A perspectiva da liberdade, da troca entre iguais e a ideia de neutralidade defendida pelos liberais são as suas grandes armadilhas ideológicas. A superação dessas ideologias pressupõe a busca da verdade pelo proletariado. Entretanto, Löwy (2009) afirma que a leitura

do proletariado não é garantia da verdade social, mas possibilidade de acesso a essa verdade, pelo fato desta constituir-se “[...] arma indispensável à sua autoemancipação” (LÖWY, 2009, p. 230). Dessa maneira,

[...] Não é, portanto, absolutamente por acaso se o proletariado – ao contrário da burguesia revolucionária – propõe como objetivo à sua revolução, não a defesa dos pretensos “Princípios Eternos da Liberdade e da Justiça” ou os “Interesses Supremos da Pátria”, mas a realização de seus interesses de classe. Uma comparação entre o Manifesto Comunista e a Declaração de Independência dos Estados Unidos é altamente instrutiva a esse respeito... É o que Ernst Bloch chama, em uma bela imagem, a parcialidade vermelha do marxismo. “Contrariamente a todas as classes que o precederam, o proletariado revolucionário não tem nenhum interesse em camuflar seus interesses de classe – isto é, em produzir ideologias. Ele quer antes suprimir todas as classes e, finalmente, suprimir a si próprio enquanto classe; assim não tem ele necessidade, diferentemente das classes anteriores, de uma ideologia que embeleze, mas, ao contrário, do olhar penetrante de um detetive. [...] O marxismo, por sua vez, alcançou um ponto de vista livre de ilusões por uma reflexão particularmente intensa da parcialidade que carrega o interesse à emancipação e que apenas esta parcialidade vermelha lhe permite se liberar de todo o obscurecimento por causa de preconceitos” (LÖWY, 2009, p. 242).

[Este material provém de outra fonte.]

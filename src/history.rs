//! Per-step mean state recorded during a diffusion run.

use core::ops::Index;
use core::slice;

/// Upper bound on the entries reserved up front from a requested step count.
const MAX_RESERVED_STEPS: usize = 1 << 20;

/// Ordered, append-only sequence of per-step state means.
///
/// `history[t]` is the arithmetic mean of the state vector right after step
/// `t`. Only the engine appends; consumers get a read-only, replayable view.
#[derive(Debug, Clone, Default, PartialEq)]
pub struct History {
    means: Vec<f64>,
}

impl History {
    /// An empty history sized for `steps` entries; very large counts grow on demand.
    pub fn with_capacity(steps: usize) -> Self {
        Self {
            means: Vec::with_capacity(steps.min(MAX_RESERVED_STEPS)),
        }
    }

    pub(crate) fn record(&mut self, mean: f64) {
        self.means.push(mean);
    }

    /// Number of recorded steps.
    #[inline]
    pub fn len(&self) -> usize {
        self.means.len()
    }

    /// `true` when no step has been recorded (e.g. a run with `T = 0`).
    #[inline]
    pub fn is_empty(&self) -> bool {
        self.means.is_empty()
    }

    /// Mean after step `step`, if recorded.
    #[inline]
    pub fn get(&self, step: usize) -> Option<f64> {
        self.means.get(step).copied()
    }

    /// Mean after the final step.
    pub fn last(&self) -> Option<f64> {
        self.means.last().copied()
    }

    /// Iterates over the means in step order.
    pub fn iter(&self) -> core::iter::Copied<slice::Iter<'_, f64>> {
        self.means.iter().copied()
    }

    /// The means as a slice.
    pub fn as_slice(&self) -> &[f64] {
        &self.means
    }

    /// Consumes the history, returning the raw means.
    pub fn into_vec(self) -> Vec<f64> {
        self.means
    }
}

impl From<Vec<f64>> for History {
    fn from(means: Vec<f64>) -> Self {
        Self { means }
    }
}

impl Index<usize> for History {
    type Output = f64;

    fn index(&self, step: usize) -> &f64 {
        &self.means[step]
    }
}

impl<'a> IntoIterator for &'a History {
    type Item = f64;
    type IntoIter = core::iter::Copied<slice::Iter<'a, f64>>;

    fn into_iter(self) -> Self::IntoIter {
        self.iter()
    }
}

/// Arithmetic mean of `states`, summed left to right; `0.0` when empty.
pub fn mean(states: &[f64]) -> f64 {
    if states.is_empty() {
        return 0.0;
    }
    states.iter().sum::<f64>() / states.len() as f64
}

Nesse sentido, as concepções de trabalho, educação, universidade e pesquisa constituem-se de forma totalmente antagônicas em cada uma das duas teorias. Por isso, faz-se necessário analisar se as universidades e as pesquisas desenvolvidas em seus Programas de Pós-Graduação são influenciadas ou pela “liberdade e neutralidade do capital”, defendida pelos liberais, ou pela “parcialidade vermelha” dos marxistas.